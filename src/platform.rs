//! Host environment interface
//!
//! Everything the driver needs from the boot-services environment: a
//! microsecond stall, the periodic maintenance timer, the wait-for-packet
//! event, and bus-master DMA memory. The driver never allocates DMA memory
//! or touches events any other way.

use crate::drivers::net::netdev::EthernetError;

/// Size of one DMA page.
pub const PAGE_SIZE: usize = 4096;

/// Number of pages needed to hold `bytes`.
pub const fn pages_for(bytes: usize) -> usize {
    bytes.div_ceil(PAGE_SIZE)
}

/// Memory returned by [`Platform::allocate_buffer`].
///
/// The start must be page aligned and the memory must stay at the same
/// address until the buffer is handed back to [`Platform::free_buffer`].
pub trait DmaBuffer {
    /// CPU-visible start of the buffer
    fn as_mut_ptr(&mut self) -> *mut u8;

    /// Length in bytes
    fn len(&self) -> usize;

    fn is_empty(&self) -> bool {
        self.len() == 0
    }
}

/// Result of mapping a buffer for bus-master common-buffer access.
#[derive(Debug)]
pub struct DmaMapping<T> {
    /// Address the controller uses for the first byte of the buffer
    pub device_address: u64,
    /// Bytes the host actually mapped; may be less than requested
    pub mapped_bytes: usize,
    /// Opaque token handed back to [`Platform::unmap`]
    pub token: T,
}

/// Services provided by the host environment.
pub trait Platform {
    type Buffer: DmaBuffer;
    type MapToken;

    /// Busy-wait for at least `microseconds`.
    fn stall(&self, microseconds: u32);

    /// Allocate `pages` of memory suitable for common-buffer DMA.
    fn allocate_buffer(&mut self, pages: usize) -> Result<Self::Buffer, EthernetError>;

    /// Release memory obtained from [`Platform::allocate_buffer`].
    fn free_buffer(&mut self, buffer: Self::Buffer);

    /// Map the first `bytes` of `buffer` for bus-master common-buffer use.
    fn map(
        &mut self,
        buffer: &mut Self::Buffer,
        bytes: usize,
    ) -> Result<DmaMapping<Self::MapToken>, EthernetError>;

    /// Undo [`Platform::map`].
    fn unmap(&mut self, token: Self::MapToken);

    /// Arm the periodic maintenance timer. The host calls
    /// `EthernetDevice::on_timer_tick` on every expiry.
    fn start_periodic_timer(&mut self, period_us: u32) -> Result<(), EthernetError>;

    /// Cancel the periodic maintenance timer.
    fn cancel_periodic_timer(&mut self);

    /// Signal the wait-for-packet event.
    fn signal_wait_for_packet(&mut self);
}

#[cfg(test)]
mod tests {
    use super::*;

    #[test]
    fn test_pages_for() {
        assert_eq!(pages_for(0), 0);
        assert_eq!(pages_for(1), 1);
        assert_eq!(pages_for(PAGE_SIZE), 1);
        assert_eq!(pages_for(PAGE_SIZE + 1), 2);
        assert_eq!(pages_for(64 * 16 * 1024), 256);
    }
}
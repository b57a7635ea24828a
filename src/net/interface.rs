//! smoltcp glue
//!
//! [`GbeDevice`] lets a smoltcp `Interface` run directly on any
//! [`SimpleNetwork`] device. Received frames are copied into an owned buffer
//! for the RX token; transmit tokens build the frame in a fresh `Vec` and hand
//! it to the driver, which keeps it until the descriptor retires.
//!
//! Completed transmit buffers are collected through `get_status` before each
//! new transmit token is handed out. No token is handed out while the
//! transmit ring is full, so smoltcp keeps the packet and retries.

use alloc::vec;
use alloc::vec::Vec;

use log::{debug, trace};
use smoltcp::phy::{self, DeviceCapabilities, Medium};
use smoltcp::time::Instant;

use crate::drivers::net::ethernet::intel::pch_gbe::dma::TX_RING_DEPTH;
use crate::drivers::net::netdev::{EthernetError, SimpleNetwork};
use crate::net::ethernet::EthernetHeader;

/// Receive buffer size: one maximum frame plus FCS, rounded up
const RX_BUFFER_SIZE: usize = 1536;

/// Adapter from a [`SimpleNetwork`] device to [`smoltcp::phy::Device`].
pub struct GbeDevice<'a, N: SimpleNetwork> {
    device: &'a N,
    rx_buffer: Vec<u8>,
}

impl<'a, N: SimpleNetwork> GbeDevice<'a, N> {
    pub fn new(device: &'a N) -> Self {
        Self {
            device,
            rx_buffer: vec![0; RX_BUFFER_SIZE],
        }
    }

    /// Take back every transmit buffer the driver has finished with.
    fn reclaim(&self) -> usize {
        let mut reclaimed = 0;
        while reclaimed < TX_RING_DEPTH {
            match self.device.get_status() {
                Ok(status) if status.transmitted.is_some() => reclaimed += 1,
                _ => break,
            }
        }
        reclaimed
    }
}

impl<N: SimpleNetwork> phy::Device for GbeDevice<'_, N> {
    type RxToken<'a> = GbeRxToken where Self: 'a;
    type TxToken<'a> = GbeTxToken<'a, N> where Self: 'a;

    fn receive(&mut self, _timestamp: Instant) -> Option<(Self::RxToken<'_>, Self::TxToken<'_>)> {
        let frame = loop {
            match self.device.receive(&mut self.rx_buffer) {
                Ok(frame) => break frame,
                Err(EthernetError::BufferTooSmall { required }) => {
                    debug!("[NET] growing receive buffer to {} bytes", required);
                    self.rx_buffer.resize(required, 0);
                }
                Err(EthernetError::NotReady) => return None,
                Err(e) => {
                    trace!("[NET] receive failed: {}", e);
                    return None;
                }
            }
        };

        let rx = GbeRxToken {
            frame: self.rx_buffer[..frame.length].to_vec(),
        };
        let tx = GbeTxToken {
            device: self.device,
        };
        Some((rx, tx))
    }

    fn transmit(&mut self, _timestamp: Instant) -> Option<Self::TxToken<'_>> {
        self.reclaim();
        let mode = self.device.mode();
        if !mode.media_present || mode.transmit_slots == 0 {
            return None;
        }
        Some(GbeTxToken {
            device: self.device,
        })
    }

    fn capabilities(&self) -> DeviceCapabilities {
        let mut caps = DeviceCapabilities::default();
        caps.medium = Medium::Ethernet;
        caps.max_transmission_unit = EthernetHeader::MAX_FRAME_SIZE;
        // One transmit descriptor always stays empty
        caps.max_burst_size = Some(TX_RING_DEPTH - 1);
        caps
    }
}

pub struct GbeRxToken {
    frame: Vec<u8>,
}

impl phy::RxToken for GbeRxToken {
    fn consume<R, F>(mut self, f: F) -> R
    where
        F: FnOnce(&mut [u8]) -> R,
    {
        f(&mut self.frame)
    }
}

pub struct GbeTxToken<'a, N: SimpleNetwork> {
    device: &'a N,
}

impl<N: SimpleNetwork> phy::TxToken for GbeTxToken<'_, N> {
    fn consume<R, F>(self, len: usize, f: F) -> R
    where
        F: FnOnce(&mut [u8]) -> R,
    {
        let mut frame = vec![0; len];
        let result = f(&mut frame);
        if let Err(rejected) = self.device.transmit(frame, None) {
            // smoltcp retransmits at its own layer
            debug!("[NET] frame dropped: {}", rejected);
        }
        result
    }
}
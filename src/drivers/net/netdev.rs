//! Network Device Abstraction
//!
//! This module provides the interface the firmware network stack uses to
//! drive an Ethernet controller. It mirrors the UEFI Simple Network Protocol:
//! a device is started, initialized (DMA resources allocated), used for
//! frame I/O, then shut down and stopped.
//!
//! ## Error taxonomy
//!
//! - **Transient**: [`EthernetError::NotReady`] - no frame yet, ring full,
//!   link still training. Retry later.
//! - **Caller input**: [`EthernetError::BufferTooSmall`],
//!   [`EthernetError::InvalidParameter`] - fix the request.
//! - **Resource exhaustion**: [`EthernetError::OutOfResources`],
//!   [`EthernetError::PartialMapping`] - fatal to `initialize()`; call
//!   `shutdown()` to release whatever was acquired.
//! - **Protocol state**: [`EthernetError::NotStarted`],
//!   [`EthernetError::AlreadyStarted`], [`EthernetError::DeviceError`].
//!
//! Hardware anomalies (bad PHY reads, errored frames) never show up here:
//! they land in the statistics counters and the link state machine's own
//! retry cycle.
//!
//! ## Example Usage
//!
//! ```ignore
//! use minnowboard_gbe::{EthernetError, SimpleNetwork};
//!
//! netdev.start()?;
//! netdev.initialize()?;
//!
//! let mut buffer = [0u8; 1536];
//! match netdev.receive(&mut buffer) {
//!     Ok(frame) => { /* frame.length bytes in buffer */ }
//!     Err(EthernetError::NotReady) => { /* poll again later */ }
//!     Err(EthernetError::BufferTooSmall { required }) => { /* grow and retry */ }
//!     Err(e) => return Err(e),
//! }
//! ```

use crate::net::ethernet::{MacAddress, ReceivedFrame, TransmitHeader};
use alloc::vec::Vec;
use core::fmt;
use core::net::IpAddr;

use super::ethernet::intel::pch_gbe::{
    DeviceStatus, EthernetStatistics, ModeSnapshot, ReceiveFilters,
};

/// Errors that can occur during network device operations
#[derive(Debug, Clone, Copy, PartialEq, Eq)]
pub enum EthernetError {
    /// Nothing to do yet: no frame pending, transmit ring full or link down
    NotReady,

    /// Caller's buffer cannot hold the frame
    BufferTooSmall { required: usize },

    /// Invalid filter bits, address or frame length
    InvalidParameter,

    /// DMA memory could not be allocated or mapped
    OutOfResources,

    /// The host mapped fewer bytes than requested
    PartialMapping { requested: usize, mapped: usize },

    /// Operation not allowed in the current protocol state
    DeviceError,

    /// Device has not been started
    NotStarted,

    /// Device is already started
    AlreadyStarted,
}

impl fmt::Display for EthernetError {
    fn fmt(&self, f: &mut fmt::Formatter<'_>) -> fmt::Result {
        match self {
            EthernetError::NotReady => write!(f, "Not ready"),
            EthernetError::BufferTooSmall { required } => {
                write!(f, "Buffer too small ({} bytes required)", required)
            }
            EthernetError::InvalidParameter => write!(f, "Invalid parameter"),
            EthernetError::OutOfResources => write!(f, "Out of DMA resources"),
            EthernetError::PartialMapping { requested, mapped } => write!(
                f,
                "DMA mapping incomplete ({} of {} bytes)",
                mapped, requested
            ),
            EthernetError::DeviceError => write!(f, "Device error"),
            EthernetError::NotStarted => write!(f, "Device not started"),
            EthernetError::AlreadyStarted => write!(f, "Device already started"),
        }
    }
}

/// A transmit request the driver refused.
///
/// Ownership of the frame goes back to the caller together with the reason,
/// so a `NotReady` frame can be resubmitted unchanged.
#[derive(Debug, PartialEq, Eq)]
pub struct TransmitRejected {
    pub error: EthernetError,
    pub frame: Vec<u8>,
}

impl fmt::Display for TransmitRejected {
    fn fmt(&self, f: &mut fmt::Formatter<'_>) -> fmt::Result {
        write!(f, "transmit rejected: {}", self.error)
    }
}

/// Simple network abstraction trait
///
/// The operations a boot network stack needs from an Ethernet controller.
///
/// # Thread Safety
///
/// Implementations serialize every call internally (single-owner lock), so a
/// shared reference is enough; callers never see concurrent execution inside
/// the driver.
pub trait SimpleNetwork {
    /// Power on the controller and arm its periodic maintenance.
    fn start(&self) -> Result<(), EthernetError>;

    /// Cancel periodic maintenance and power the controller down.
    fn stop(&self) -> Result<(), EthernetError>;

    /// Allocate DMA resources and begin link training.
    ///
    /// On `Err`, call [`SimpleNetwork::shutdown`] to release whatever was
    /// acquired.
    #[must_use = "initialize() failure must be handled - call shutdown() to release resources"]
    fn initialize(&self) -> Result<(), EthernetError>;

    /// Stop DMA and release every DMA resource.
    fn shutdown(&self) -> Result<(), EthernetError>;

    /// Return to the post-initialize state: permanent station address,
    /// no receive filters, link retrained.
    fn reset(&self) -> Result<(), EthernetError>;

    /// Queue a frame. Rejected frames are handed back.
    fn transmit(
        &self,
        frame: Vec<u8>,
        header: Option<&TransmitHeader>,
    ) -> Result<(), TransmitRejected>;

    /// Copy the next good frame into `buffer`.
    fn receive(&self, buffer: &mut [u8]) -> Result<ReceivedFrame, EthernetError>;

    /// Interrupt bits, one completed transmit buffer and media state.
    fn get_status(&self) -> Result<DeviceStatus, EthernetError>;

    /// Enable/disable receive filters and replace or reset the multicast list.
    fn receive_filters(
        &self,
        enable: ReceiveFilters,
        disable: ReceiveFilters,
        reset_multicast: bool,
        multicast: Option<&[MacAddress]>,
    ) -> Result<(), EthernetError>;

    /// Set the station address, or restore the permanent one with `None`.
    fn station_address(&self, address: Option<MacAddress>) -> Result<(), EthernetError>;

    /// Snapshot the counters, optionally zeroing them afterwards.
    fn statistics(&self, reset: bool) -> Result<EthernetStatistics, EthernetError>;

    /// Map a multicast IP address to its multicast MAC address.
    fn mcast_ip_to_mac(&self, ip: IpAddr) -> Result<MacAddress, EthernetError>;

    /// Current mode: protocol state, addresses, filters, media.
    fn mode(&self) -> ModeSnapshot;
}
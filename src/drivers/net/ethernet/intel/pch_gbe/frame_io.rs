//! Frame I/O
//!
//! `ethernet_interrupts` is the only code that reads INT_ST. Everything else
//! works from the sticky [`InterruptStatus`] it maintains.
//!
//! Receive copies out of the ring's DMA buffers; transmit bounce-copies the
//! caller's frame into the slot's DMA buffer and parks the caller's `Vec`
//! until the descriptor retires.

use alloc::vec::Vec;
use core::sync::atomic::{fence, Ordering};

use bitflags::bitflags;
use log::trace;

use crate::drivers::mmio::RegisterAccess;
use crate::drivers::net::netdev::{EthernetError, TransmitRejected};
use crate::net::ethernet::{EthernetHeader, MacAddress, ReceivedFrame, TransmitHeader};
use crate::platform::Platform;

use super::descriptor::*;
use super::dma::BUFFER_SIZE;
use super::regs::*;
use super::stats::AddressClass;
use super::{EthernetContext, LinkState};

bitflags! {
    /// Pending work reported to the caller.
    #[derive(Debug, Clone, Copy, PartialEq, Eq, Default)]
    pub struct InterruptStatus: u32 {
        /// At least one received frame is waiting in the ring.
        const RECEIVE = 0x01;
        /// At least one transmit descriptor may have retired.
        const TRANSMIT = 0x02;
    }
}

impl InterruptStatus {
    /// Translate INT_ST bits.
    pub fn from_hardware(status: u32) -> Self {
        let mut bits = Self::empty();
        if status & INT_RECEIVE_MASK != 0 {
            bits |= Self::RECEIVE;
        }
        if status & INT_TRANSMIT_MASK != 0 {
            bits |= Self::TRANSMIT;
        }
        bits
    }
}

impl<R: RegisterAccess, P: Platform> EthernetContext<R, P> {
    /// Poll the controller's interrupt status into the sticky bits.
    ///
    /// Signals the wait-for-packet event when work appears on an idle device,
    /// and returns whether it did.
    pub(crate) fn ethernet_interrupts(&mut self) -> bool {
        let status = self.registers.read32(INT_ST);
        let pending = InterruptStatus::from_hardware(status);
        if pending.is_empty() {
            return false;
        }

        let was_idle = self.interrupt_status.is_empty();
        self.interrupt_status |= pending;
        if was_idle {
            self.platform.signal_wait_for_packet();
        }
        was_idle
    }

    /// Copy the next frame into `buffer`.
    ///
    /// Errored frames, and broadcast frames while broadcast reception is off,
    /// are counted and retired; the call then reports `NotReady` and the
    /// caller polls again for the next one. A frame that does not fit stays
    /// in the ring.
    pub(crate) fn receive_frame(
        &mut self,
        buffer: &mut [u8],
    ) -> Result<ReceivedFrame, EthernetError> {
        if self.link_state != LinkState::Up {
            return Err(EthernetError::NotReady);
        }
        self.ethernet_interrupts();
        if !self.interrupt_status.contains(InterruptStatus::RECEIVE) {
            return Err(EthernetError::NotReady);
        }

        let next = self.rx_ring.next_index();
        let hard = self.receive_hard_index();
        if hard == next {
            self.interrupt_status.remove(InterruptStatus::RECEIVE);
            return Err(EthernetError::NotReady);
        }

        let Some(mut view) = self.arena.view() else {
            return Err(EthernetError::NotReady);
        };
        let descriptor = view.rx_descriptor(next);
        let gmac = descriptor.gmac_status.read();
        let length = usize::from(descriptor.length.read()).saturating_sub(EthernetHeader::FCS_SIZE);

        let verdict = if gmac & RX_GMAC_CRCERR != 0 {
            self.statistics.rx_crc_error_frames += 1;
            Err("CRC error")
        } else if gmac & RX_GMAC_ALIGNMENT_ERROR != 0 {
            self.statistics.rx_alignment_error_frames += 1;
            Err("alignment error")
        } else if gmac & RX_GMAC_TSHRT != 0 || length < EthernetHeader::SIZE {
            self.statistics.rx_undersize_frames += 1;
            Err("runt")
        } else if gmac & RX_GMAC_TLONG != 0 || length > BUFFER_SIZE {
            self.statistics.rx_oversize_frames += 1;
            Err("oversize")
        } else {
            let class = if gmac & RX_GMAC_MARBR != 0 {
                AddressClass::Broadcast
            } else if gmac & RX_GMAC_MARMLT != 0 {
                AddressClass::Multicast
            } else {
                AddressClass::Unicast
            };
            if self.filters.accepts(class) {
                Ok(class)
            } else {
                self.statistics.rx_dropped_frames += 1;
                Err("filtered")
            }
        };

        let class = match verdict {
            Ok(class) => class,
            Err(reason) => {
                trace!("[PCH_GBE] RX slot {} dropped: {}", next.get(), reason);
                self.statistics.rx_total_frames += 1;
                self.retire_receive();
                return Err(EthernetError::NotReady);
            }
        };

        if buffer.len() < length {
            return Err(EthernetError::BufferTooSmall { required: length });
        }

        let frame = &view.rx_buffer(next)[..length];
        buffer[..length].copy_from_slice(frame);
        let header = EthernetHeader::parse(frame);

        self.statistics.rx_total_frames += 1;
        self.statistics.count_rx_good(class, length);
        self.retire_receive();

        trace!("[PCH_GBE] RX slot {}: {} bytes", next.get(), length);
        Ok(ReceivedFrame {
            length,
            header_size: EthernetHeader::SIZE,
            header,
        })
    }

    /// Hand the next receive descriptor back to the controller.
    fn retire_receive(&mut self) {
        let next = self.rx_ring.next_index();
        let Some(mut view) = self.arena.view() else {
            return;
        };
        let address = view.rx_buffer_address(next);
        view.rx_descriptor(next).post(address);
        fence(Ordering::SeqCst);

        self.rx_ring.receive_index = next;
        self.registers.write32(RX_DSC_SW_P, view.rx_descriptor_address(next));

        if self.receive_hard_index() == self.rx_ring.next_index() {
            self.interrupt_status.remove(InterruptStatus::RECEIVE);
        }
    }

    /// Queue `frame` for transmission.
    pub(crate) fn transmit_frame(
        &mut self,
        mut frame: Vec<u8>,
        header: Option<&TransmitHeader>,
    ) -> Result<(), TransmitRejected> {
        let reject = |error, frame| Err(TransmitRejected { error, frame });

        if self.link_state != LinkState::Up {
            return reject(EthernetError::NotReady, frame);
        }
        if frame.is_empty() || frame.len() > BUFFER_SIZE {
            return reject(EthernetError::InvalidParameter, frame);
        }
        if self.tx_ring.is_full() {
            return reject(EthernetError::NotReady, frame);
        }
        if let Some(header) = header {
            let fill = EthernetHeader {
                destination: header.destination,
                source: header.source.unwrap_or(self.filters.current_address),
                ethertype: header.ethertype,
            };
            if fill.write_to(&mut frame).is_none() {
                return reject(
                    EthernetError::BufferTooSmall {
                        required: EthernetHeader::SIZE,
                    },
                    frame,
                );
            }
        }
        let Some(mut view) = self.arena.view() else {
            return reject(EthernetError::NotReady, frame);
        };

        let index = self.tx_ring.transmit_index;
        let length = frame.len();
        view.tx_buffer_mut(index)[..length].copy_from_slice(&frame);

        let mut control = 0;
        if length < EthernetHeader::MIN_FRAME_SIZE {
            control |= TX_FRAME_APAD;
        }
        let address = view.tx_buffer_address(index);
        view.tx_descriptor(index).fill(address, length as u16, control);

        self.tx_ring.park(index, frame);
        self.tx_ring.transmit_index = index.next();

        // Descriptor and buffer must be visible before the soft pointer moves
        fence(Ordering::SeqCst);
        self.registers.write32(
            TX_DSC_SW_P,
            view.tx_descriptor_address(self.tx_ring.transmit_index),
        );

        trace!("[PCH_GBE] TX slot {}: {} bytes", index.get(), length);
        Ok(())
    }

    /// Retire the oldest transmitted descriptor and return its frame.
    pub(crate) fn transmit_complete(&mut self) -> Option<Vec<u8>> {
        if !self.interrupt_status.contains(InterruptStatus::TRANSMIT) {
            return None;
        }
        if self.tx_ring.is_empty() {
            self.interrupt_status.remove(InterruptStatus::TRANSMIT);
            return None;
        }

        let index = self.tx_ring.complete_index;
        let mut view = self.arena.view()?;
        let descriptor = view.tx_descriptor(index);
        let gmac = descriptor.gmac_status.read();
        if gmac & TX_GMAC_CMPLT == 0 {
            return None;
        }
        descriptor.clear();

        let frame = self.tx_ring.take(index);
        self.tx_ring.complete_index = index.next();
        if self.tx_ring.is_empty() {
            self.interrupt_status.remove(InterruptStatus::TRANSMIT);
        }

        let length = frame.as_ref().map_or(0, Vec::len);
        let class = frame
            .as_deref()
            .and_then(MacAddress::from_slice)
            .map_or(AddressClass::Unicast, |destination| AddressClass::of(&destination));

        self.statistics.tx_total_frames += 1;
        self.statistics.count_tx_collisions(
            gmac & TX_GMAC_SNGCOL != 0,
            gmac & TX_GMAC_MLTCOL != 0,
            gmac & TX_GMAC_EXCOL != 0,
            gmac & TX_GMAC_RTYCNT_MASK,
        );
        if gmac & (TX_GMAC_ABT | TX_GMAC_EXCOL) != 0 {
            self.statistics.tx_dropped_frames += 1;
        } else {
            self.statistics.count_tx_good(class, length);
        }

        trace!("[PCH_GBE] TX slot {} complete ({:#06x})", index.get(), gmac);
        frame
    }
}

:: Work order ::
What the answer needs is every line from the data above with "Queue" in it.

:: Task answer ::
    /// Queue a frame. Rejected frames are handed back.
    /// Queue `frame` for transmission.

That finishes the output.